Virginia Tech junior cornerback Ike Charlton stood on the sideline at Pitt Stadium early in the third quarter last Saturday, his vision impaired from an inadvertent poke in the left eye and his left arm dragging from a severely bruised shoulder. After finding his way back to the bench--and his ice packs--Charlton took a peek out of his right eye at the field.

Pittsburgh quarterback David Priestley pass--wide receiver Latef Grim catch. Priestley pass--wide receiver Antonio Bryant catch. Priestley pass. Grim catch. Priestley pass. Bryant catch. Over and over again. The Panthers threw for 202 yards in the third quarter and a whopping 427 in the game, which Virginia Tech nevertheless won, 30-17, to remain undefeated and ranked third in the nation.

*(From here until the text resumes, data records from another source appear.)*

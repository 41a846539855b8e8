//! Timer services.
//!
//! A [`TimerService`] owns a registry of software timers measured against a
//! monotonic [`Clock`]. Each [`Timer`] handle is owned by exactly one
//! component; its callback runs on the service context (the thread started
//! by [`TimerService::spawn`], or whoever calls [`TimerService::fire_due`]).
//!
//! Periodic behavior is built by rearming from the *expected* deadline of
//! the firing that is in progress, never from the time the callback happened
//! to run:
//!
//! ```ignore
//! let timer = service.timer("heartbeat", move |expiry| {
//!     beat();
//!     expiry.rearm_at(expiry.deadline() + PERIOD);
//! });
//! timer.invoke_after(PERIOD);
//! ```
//!
//! Every external arm or cancel starts a new *generation*. A firing that is
//! already running when `cancel` is called may finish, but its rearm request
//! belongs to the old generation and is ignored, so a stopped timer cannot
//! resurrect itself.

use core::fmt;
use core::sync::atomic::{AtomicBool, AtomicU64, Ordering};
use core::time::Duration;
use std::thread::{self, JoinHandle};
use std::time::Instant;

use log::trace;

use crate::active::SpawnError;
use crate::sync::{Arc, Mutex, Notification};

/// Source of monotonic time for a timer service.
pub trait Clock: Send + Sync + 'static {
    fn now(&self) -> Instant;
}

/// Wall-clock monotonic time from [`Instant::now`].
#[derive(Debug, Default, Clone, Copy)]
pub struct SystemClock;

impl Clock for SystemClock {
    fn now(&self) -> Instant {
        Instant::now()
    }
}

/// Simulated clock that only moves when told to.
#[derive(Debug)]
pub struct ManualClock {
    origin: Instant,
    offset: Mutex<Duration>,
}

impl ManualClock {
    pub fn new() -> Self {
        Self {
            origin: Instant::now(),
            offset: Mutex::new(Duration::ZERO),
        }
    }

    /// The instant the clock started at.
    pub fn origin(&self) -> Instant {
        self.origin
    }

    pub fn advance(&self, by: Duration) {
        *self.offset.lock() += by;
    }

    /// Moves the clock to `elapsed` past the origin. Time never runs
    /// backwards: an earlier value is ignored.
    pub fn set(&self, elapsed: Duration) {
        let mut offset = self.offset.lock();
        *offset = (*offset).max(elapsed);
    }

    /// Simulated time elapsed since [`origin`](Self::origin).
    pub fn elapsed(&self) -> Duration {
        *self.offset.lock()
    }
}

impl Default for ManualClock {
    fn default() -> Self {
        Self::new()
    }
}

impl Clock for ManualClock {
    fn now(&self) -> Instant {
        self.origin + *self.offset.lock()
    }
}

type Callback = Box<dyn FnMut(&Expiry<'_>) + Send>;

#[derive(Debug, Default)]
struct TimerState {
    deadline: Option<Instant>,
    period: Option<Duration>,
    enabled: bool,
    generation: u64,
    seq: u64,
}

struct TimerEntry {
    name: &'static str,
    state: Mutex<TimerState>,
    callback: Mutex<Callback>,
}

struct Shared {
    clock: Arc<dyn Clock>,
    timers: Mutex<Vec<Arc<TimerEntry>>>,
    firing: Mutex<()>,
    wake: Notification,
    next_seq: AtomicU64,
    running: AtomicBool,
}

impl Shared {
    fn now(&self) -> Instant {
        self.clock.now()
    }

    fn next_seq(&self) -> u64 {
        self.next_seq.fetch_add(1, Ordering::Relaxed)
    }

    /// Picks the earliest due timer (ties broken by arm order) and moves it
    /// to its post-firing state: one-shots disarm, periodic timers advance
    /// their deadline by one period.
    fn take_next_due(&self, now: Instant) -> Option<(Arc<TimerEntry>, Instant, u64)> {
        let timers = self.timers.lock();
        loop {
            let mut best: Option<(&Arc<TimerEntry>, Instant, u64)> = None;
            for entry in timers.iter() {
                let state = entry.state.lock();
                let Some(deadline) = state.deadline.filter(|_| state.enabled) else {
                    continue;
                };
                if deadline > now {
                    continue;
                }
                let earlier = match best {
                    Some((_, best_deadline, best_seq)) => {
                        (deadline, state.seq) < (best_deadline, best_seq)
                    }
                    None => true,
                };
                if earlier {
                    best = Some((entry, deadline, state.seq));
                }
            }

            let (entry, deadline, seq) = best?;
            let mut state = entry.state.lock();
            if !state.enabled || state.deadline != Some(deadline) || state.seq != seq {
                // Re-armed or cancelled from another context since the scan.
                continue;
            }
            match state.period {
                Some(period) => {
                    state.deadline = Some(deadline + period);
                    state.seq = self.next_seq();
                }
                None => {
                    state.enabled = false;
                    state.deadline = None;
                }
            }
            let generation = state.generation;
            drop(state);
            return Some((Arc::clone(entry), deadline, generation));
        }
    }

    fn next_deadline(&self) -> Option<Instant> {
        self.timers
            .lock()
            .iter()
            .filter_map(|entry| {
                let state = entry.state.lock();
                state.deadline.filter(|_| state.enabled)
            })
            .min()
    }
}

/// Registry and dispatcher of software timers.
///
/// Cloning yields another handle to the same service.
#[derive(Clone)]
pub struct TimerService {
    shared: Arc<Shared>,
}

impl TimerService {
    pub fn new<C: Clock>(clock: Arc<C>) -> Self {
        Self {
            shared: Arc::new(Shared {
                clock,
                timers: Mutex::new(Vec::new()),
                firing: Mutex::new(()),
                wake: Notification::new(),
                next_seq: AtomicU64::new(0),
                running: AtomicBool::new(false),
            }),
        }
    }

    /// Service measuring time with [`SystemClock`].
    pub fn system() -> Self {
        Self::new(Arc::new(SystemClock))
    }

    pub fn now(&self) -> Instant {
        self.shared.now()
    }

    /// Creates a disarmed timer running `callback` on every firing.
    pub fn timer<F>(&self, name: &'static str, callback: F) -> Timer
    where
        F: FnMut(&Expiry<'_>) + Send + 'static,
    {
        let entry = Arc::new(TimerEntry {
            name,
            state: Mutex::new(TimerState::default()),
            callback: Mutex::new(Box::new(callback)),
        });
        self.shared.timers.lock().push(Arc::clone(&entry));
        Timer {
            entry,
            shared: Arc::clone(&self.shared),
        }
    }

    /// Fires every timer whose deadline is not later than the current time.
    ///
    /// Timers fire in deadline order, ties in arm order. A deadline that a
    /// callback sets inside the same window fires in the same call, so a
    /// service that fell behind catches up without losing periods. Returns
    /// the number of callbacks run. Must not be called from a callback.
    pub fn fire_due(&self) -> usize {
        let _firing = self.shared.firing.lock();
        let now = self.shared.now();
        let mut fired = 0;
        while let Some((entry, deadline, generation)) = self.shared.take_next_due(now) {
            trace!("timer `{}` fired (deadline {:?} late)", entry.name, now - deadline);
            let expiry = Expiry {
                entry: &entry,
                shared: &self.shared,
                deadline,
                fired_at: now,
                generation,
            };
            let mut callback = entry.callback.lock();
            (callback.as_mut())(&expiry);
            fired += 1;
        }
        fired
    }

    /// Earliest deadline among armed timers.
    pub fn next_deadline(&self) -> Option<Instant> {
        self.shared.next_deadline()
    }

    pub fn timer_count(&self) -> usize {
        self.shared.timers.lock().len()
    }

    /// Starts the service context: a thread that sleeps until the earliest
    /// deadline, or until a timer is armed, and then fires due timers.
    pub fn spawn(&self) -> Result<JoinHandle<()>, SpawnError> {
        const NAME: &str = "timer-service";
        self.shared.running.store(true, Ordering::Release);
        let service = self.clone();
        thread::Builder::new()
            .name(NAME.to_string())
            .spawn(move || service.run())
            .map_err(|source| SpawnError { name: NAME, source })
    }

    /// Asks the service thread to exit after its current pass.
    pub fn shutdown(&self) {
        self.shared.running.store(false, Ordering::Release);
        self.shared.wake.release();
    }

    fn run(&self) {
        while self.shared.running.load(Ordering::Acquire) {
            self.fire_due();
            match self.next_deadline() {
                Some(deadline) => {
                    let now = self.now();
                    if deadline > now {
                        self.shared.wake.acquire_timeout(deadline - now);
                    }
                }
                None => self.shared.wake.acquire(),
            }
        }
        trace!("timer service stopped");
    }
}

impl fmt::Debug for TimerService {
    fn fmt(&self, f: &mut fmt::Formatter<'_>) -> fmt::Result {
        f.debug_struct("TimerService")
            .field("timers", &self.timer_count())
            .field("next_deadline", &self.next_deadline())
            .finish()
    }
}

/// Exclusively owned software timer.
///
/// Created disarmed by [`TimerService::timer`]. Dropping the handle cancels
/// the timer and removes it from the service.
pub struct Timer {
    entry: Arc<TimerEntry>,
    shared: Arc<Shared>,
}

impl Timer {
    /// Arms a one-shot firing `delay` from now.
    pub fn invoke_after(&self, delay: Duration) {
        let deadline = self.shared.now() + delay;
        self.arm(deadline, None);
    }

    /// Arms a one-shot firing at an absolute deadline.
    pub fn invoke_at(&self, deadline: Instant) {
        self.arm(deadline, None);
    }

    /// Arms a periodic timer: first firing `period` from now, then every
    /// `period` after each expected deadline.
    ///
    /// # Panics
    ///
    /// Panics if `period` is zero.
    pub fn invoke_every(&self, period: Duration) {
        assert!(!period.is_zero(), "timer `{}`: zero period", self.entry.name);
        let deadline = self.shared.now() + period;
        self.arm(deadline, Some(period));
    }

    /// Disarms the timer. Idempotent; returns whether it was armed.
    ///
    /// A firing already in progress on the service context may complete,
    /// but any rearm it requests is ignored.
    pub fn cancel(&self) -> bool {
        let mut state = self.entry.state.lock();
        let was_armed = state.enabled;
        state.generation += 1;
        state.enabled = false;
        state.deadline = None;
        state.period = None;
        drop(state);
        if was_armed {
            trace!("timer `{}` disarmed", self.entry.name);
        } else {
            trace!("timer `{}` disarm attempt on disarmed timer", self.entry.name);
        }
        was_armed
    }

    pub fn is_armed(&self) -> bool {
        self.entry.state.lock().enabled
    }

    /// Deadline of the next firing, if armed.
    pub fn deadline(&self) -> Option<Instant> {
        let state = self.entry.state.lock();
        state.deadline.filter(|_| state.enabled)
    }

    pub fn name(&self) -> &'static str {
        self.entry.name
    }

    fn arm(&self, deadline: Instant, period: Option<Duration>) {
        let mut state = self.entry.state.lock();
        state.generation += 1;
        state.deadline = Some(deadline);
        state.period = period;
        state.enabled = true;
        state.seq = self.shared.next_seq();
        drop(state);
        trace!("timer `{}` armed (period {period:?})", self.entry.name);
        self.shared.wake.release();
    }
}

impl Drop for Timer {
    fn drop(&mut self) {
        self.cancel();
        self.shared
            .timers
            .lock()
            .retain(|entry| !Arc::ptr_eq(entry, &self.entry));
    }
}

impl fmt::Debug for Timer {
    fn fmt(&self, f: &mut fmt::Formatter<'_>) -> fmt::Result {
        f.debug_struct("Timer")
            .field("name", &self.entry.name)
            .field("deadline", &self.deadline())
            .finish()
    }
}

/// Context of one timer firing, passed to the callback.
pub struct Expiry<'a> {
    entry: &'a TimerEntry,
    shared: &'a Shared,
    deadline: Instant,
    fired_at: Instant,
    generation: u64,
}

impl Expiry<'_> {
    /// The deadline this firing was scheduled for.
    pub fn deadline(&self) -> Instant {
        self.deadline
    }

    /// Clock reading when the service started this firing window.
    pub fn fired_at(&self) -> Instant {
        self.fired_at
    }

    pub fn lateness(&self) -> Duration {
        self.fired_at.saturating_duration_since(self.deadline)
    }

    pub fn name(&self) -> &'static str {
        self.entry.name
    }

    /// Rearms this timer as a one-shot at `deadline`.
    ///
    /// Ignored, returning `false`, when the timer was cancelled or re-armed
    /// from elsewhere after this firing began.
    pub fn rearm_at(&self, deadline: Instant) -> bool {
        let mut state = self.entry.state.lock();
        if state.generation != self.generation {
            drop(state);
            trace!("timer `{}` rearm ignored after cancel", self.entry.name);
            return false;
        }
        state.deadline = Some(deadline);
        state.period = None;
        state.enabled = true;
        state.seq = self.shared.next_seq();
        drop(state);
        self.shared.wake.release();
        true
    }
}
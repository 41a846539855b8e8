use std::sync::mpsc;
use std::time::Duration;

use crate::queue::QueueFull;
use crate::work::WorkQueue;

#[test]
fn queued_work_runs_in_order() {
    let queue: WorkQueue<4> = WorkQueue::new();
    let (tx, rx) = mpsc::channel();
    for n in 0..3 {
        let tx = tx.clone();
        queue.push_work(move || tx.send(n).unwrap()).unwrap();
    }
    assert_eq!(queue.pending(), 3);

    assert_eq!(queue.run_pending(), 3);
    assert_eq!(rx.try_iter().collect::<Vec<_>>(), vec![0, 1, 2]);
    assert_eq!(queue.run_pending(), 0);
}

#[test]
fn full_queue_drops_new_work() {
    let queue: WorkQueue<2> = WorkQueue::new();
    queue.push_work(|| {}).unwrap();
    queue.push_work(|| {}).unwrap();

    assert_eq!(queue.push_work(|| {}), Err(QueueFull { capacity: 2 }));
    assert_eq!(queue.dropped(), 1);
    assert_eq!(queue.run_pending(), 2);
}

#[test]
fn worker_thread_runs_work_pushed_from_other_handles() {
    let queue: WorkQueue<8> = WorkQueue::new();
    let worker = queue.spawn("test-worker").unwrap();
    let producer = queue.clone();
    let (tx, rx) = mpsc::channel();

    for n in 0..5 {
        let tx = tx.clone();
        producer
            .push_work(move || {
                let name = std::thread::current().name().map(str::to_owned);
                tx.send((n, name)).unwrap();
            })
            .unwrap();
    }

    let timeout = Duration::from_secs(5);
    for n in 0..5 {
        let (got, name) = rx.recv_timeout(timeout).unwrap();
        assert_eq!(got, n);
        assert_eq!(name.as_deref(), Some("test-worker"));
    }

    queue.shutdown();
    worker.join().unwrap();
}
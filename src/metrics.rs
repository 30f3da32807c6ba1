//! Contadores del pipeline y estimación de frames por segundo.

use parking_lot::Mutex;
use serde::Serialize;
use std::collections::BTreeMap;
use std::sync::atomic::{AtomicU64, Ordering};
use std::time::{Duration, Instant};

use crate::confirmation::ConfirmationStats;
use crate::types::ConfirmedIntent;

#[derive(Debug, Default)]
struct FrameRate {
    last: Option<Instant>,
    /// Intervalo medio entre predicciones (EWMA 7/8)
    smoothed: Option<Duration>,
}

impl FrameRate {
    fn update(&mut self, at: Instant) {
        if let Some(last) = self.last {
            // Predicciones desordenadas no cuentan
            if at > last {
                let sample = at - last;
                self.smoothed = Some(match self.smoothed {
                    Some(avg) => {
                        let nanos = (avg.as_nanos() as u64 * 7 + sample.as_nanos() as u64) / 8;
                        Duration::from_nanos(nanos)
                    }
                    None => sample,
                });
            }
        }
        if self.last.map_or(true, |last| at > last) {
            self.last = Some(at);
        }
    }

    fn fps(&self) -> f32 {
        match self.smoothed {
            Some(interval) if !interval.is_zero() => 1.0 / interval.as_secs_f32(),
            _ => 0.0,
        }
    }
}

#[derive(Debug, Default)]
pub struct Metrics {
    predictions: AtomicU64,
    confirmations: AtomicU64,
    dispatched_ok: AtomicU64,
    dispatched_failed: AtomicU64,
    suppressed_cooldown: AtomicU64,
    suppressed_disabled: AtomicU64,
    unbound: AtomicU64,
    reloads: AtomicU64,
    frame_rate: Mutex<FrameRate>,
    last_intent: Mutex<Option<(String, f32)>>,
}

impl Metrics {
    pub fn new() -> Self {
        Self::default()
    }

    pub fn record_prediction(&self, at: Instant) {
        self.predictions.fetch_add(1, Ordering::Relaxed);
        self.frame_rate.lock().update(at);
    }

    pub fn record_confirmation(&self, intent: &ConfirmedIntent) {
        self.confirmations.fetch_add(1, Ordering::Relaxed);
        *self.last_intent.lock() = Some((intent.group.to_string(), intent.confidence));
    }

    pub fn record_dispatch(&self, ok: bool) {
        let counter = if ok {
            &self.dispatched_ok
        } else {
            &self.dispatched_failed
        };
        counter.fetch_add(1, Ordering::Relaxed);
    }

    pub fn record_cooldown(&self) {
        self.suppressed_cooldown.fetch_add(1, Ordering::Relaxed);
    }

    pub fn record_disabled(&self) {
        self.suppressed_disabled.fetch_add(1, Ordering::Relaxed);
    }

    pub fn record_unbound(&self) {
        self.unbound.fetch_add(1, Ordering::Relaxed);
    }

    pub fn record_reload(&self) {
        self.reloads.fetch_add(1, Ordering::Relaxed);
    }

    pub fn fps(&self) -> f32 {
        self.frame_rate.lock().fps()
    }

    pub fn counters(&self) -> Counters {
        Counters {
            predictions: self.predictions.load(Ordering::Relaxed),
            confirmations: self.confirmations.load(Ordering::Relaxed),
            dispatched_ok: self.dispatched_ok.load(Ordering::Relaxed),
            dispatched_failed: self.dispatched_failed.load(Ordering::Relaxed),
            suppressed_cooldown: self.suppressed_cooldown.load(Ordering::Relaxed),
            suppressed_disabled: self.suppressed_disabled.load(Ordering::Relaxed),
            unbound: self.unbound.load(Ordering::Relaxed),
            reloads: self.reloads.load(Ordering::Relaxed),
        }
    }

    pub fn last_intent(&self) -> Option<(String, f32)> {
        self.last_intent.lock().clone()
    }
}

#[derive(Debug, Clone, Copy, Default, PartialEq, Eq, Serialize)]
pub struct Counters {
    pub predictions: u64,
    pub confirmations: u64,
    pub dispatched_ok: u64,
    pub dispatched_failed: u64,
    pub suppressed_cooldown: u64,
    pub suppressed_disabled: u64,
    pub unbound: u64,
    pub reloads: u64,
}

/// Vista completa del estado, para `show_metrics`
#[derive(Debug, Clone, Serialize)]
pub struct MetricsSnapshot {
    pub counters: Counters,
    pub fps: f32,
    pub last_intent: Option<String>,
    pub last_confidence: Option<f32>,
    pub actions_enabled: bool,
    pub bindings: usize,
    /// Milisegundos desde la última ejecución de cada grupo
    pub cooldowns_ms: BTreeMap<String, u64>,
    pub confirmation: ConfirmationStats,
}

#[cfg(test)]
mod tests {
    use super::*;

    #[test]
    fn test_fps_converges_to_frame_interval() {
        let metrics = Metrics::new();
        let start = Instant::now();
        assert_eq!(metrics.fps(), 0.0);

        for i in 0..50 {
            metrics.record_prediction(start + Duration::from_millis(40) * i);
        }
        let fps = metrics.fps();
        assert!((fps - 25.0).abs() < 0.5, "fps = {}", fps);
        assert_eq!(metrics.counters().predictions, 50);
    }

    #[test]
    fn test_out_of_order_timestamps_ignored_for_rate() {
        let metrics = Metrics::new();
        let start = Instant::now() + Duration::from_secs(1);
        metrics.record_prediction(start);
        metrics.record_prediction(start + Duration::from_millis(100));
        metrics.record_prediction(start);
        assert!((metrics.fps() - 10.0).abs() < 0.01);
    }

    #[test]
    fn test_dispatch_counters() {
        let metrics = Metrics::new();
        metrics.record_dispatch(true);
        metrics.record_dispatch(false);
        metrics.record_dispatch(false);
        metrics.record_cooldown();

        let counters = metrics.counters();
        assert_eq!(counters.dispatched_ok, 1);
        assert_eq!(counters.dispatched_failed, 2);
        assert_eq!(counters.suppressed_cooldown, 1);
    }
}
pub mod bindings;
pub mod clock;
pub mod config;
pub mod confirmation;
pub mod control;
pub mod cooldown;
pub mod dispatch;
pub mod engine;
pub mod grouping;
pub mod hid;
pub mod logging;
pub mod metrics;
pub mod prediction_loader;
pub mod runtime;
pub mod safety;
pub mod types;
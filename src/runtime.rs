use crossbeam_channel::{never, select, Receiver};
use std::path::PathBuf;
use tracing::{info, warn};

use crate::control::ControlEvent;
use crate::engine::{Engine, Outcome};
use crate::types::RawPrediction;

/// Bucle principal del daemon: consume predicciones y eventos de control
/// hasta que se cierre el canal de predicciones.
pub struct Runtime<'a> {
    engine: &'a Engine,
    config_path: Option<PathBuf>,
}

impl<'a> Runtime<'a> {
    pub fn new(engine: &'a Engine, config_path: Option<PathBuf>) -> Self {
        Self {
            engine,
            config_path,
        }
    }

    /// Devuelve el número de predicciones procesadas
    pub fn run(&self, predictions: Receiver<RawPrediction>, controls: Receiver<ControlEvent>) -> u64 {
        let closed = never();
        let mut controls_open = true;
        let mut processed = 0u64;

        loop {
            // Sin fuente de control se sigue sólo con predicciones
            let control_rx = if controls_open { &controls } else { &closed };
            select! {
                recv(predictions) -> msg => match msg {
                    Ok(prediction) => {
                        processed += 1;
                        if let Some(outcome) = self.engine.process(&prediction) {
                            report(&outcome);
                        }
                    }
                    Err(_) => break,
                },
                recv(control_rx) -> msg => match msg {
                    Ok(event) => self.apply_control(event),
                    Err(_) => controls_open = false,
                },
            }
        }

        info!("👋 Entrada cerrada tras {} predicciones", processed);
        processed
    }

    pub fn apply_control(&self, event: ControlEvent) {
        info!("🎛️  Control: {}", event);
        match event {
            ControlEvent::Disable => {
                self.engine.gate().disable();
            }
            ControlEvent::Enable => {
                self.engine.gate().enable();
            }
            ControlEvent::ReloadConfig => match &self.config_path {
                Some(path) => {
                    if let Err(e) = self.engine.reload_from_path(path) {
                        warn!(error = %e, "recarga fallida, se mantiene la configuración actual");
                    }
                }
                None => warn!("recarga pedida sin archivo de configuración"),
            },
            ControlEvent::ShowMetrics => {
                let snapshot = self.engine.metrics_snapshot();
                match serde_json::to_string_pretty(&snapshot) {
                    Ok(json) => info!("📊 Métricas:\n{}", json),
                    Err(e) => warn!(error = %e, "no se pudieron serializar las métricas"),
                }
            }
        }
    }
}

/// Traza de una intención confirmada
pub fn report(outcome: &Outcome) {
    let intent = outcome.intent();
    match outcome {
        Outcome::Dispatched { binding, result, .. } => {
            if result.ok {
                info!(
                    "🎯 {} ({:.0}%) → {} `{}`",
                    intent.group,
                    intent.confidence * 100.0,
                    binding.kind,
                    binding.command
                );
            } else {
                warn!(
                    "❌ {} → {} `{}`: {}",
                    intent.group, binding.kind, binding.command, result.detail
                );
            }
        }
        Outcome::Disabled { .. } => info!("⏸️  {} confirmado con acciones deshabilitadas", intent.group),
        Outcome::CoolingDown { remaining, .. } => info!(
            "⏳ {} en cooldown ({} ms)",
            intent.group,
            remaining.as_millis()
        ),
        Outcome::Unbound { .. } => info!("⚠️  {} sin acción configurada", intent.group),
    }
}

"It was killing me to watch . . . almost made me glad I couldn't see too well," said Charlton, who was injured after the Hokies' other starting cornerback, Anthony Midget, had to leave the game in the first quarter because of a pulled groin. "I was just standing there thinking that we couldn't lose this game. But their quarterback was so hot. Everything he threw up, he was completing. It was very frustrating."

After watching freshman Ronyell Whitaker and sophomore Larry Austin struggle in his and Midget's absence, Charlton decided he had to get back in. He approached defensive coordinator Bud Foster and pleaded with him to call up to the coaches' box and get the team's defensive backfield coach, Lorenzo Ward, on the line.

"I just told [Foster] he had to get Coach Ward to pick up the phone so I could get back in," Charlton said. "I was going to be going back with one eye and one arm, but I had to be out there with my teammates. I wasn't going to take no for an answer."

Charlton returned intermittently to spell Whitaker and Austin, but it didn't make much difference. If Virginia Tech had not recorded nine sacks, leaving Pittsburgh with minus-12 yards rushing on 29 attempts, the game's outcome easily could have been different.

Charlton's words to Austin and Whitaker after the game: "Welcome to college football--it's happened to us all."

"It" being a bad performance?

"No, 'it' was an embarrassing performance," Whitaker said. "That was the worst game I ever played in my life. I think I just got caught up in everything. I was trying to think so fast and then--boom--the ball was snapped and I tried to react, but I guess I reacted too slow too many times--and we paid for it."

The problem wasn't with the coverage schemes, coaches say, but with execution and leverage on the wide receivers. To correct the errors, Whitaker and Austin have been spending added time in the video room this week--Whitaker said he used to watch tape before meetings for about 15 minutes but this week has upped that time to an hour--and they are listening to advice from many, including Coach Frank Beamer, who played defensive back for the Hokies from 1966 to '68.

"I suggested a couple of things to them after watching the tapes on Sunday," Beamer said. "We don't need to change our coverage, don't need to add anything. We just need to play what we've got and play it well. We have great, great confidence in those two young corners. Both of them are really talented, and they're going to be good."

For Virginia Tech to stay in contention for the national championship, the improvements have to come sooner rather than later. Midget, a senior, is questionable for today's game against West Virginia. Charlton is expected to play, but his bruised shoulder is a concern. With or without them, the Hokies' secondary will now be targeted--especially since Virginia Tech has been so sturdy against the run this season (a nation-leading 60.4 yards rushing allowed per game).

Today's challenge comes from West Virginia senior quarterback Marc Bulger. He completed 32 of 48 passes for 346 yards last week in a 28-20 loss to Miami--much of that to wide receivers Khori Ivy and Jerry Porter. Miami, which visits Blacksburg next Saturday, has sophomore standout Kenny Kelly at quarterback and Santana Moss and Reggie Wayne, the Big East's most talented wide receiver duo.

Against Pittsburgh, "We got in there and a couple of balls get caught on us, and it's like, 'Okay, let's get it together,' " Whitaker said of himself and Austin. "And then it was a couple more, and a couple more, and we just let it get to us. Pittsburgh had a good game plan, but this is still the best defense in the country and one bad game can't change that. We'll be ready this week. We know what we need to do."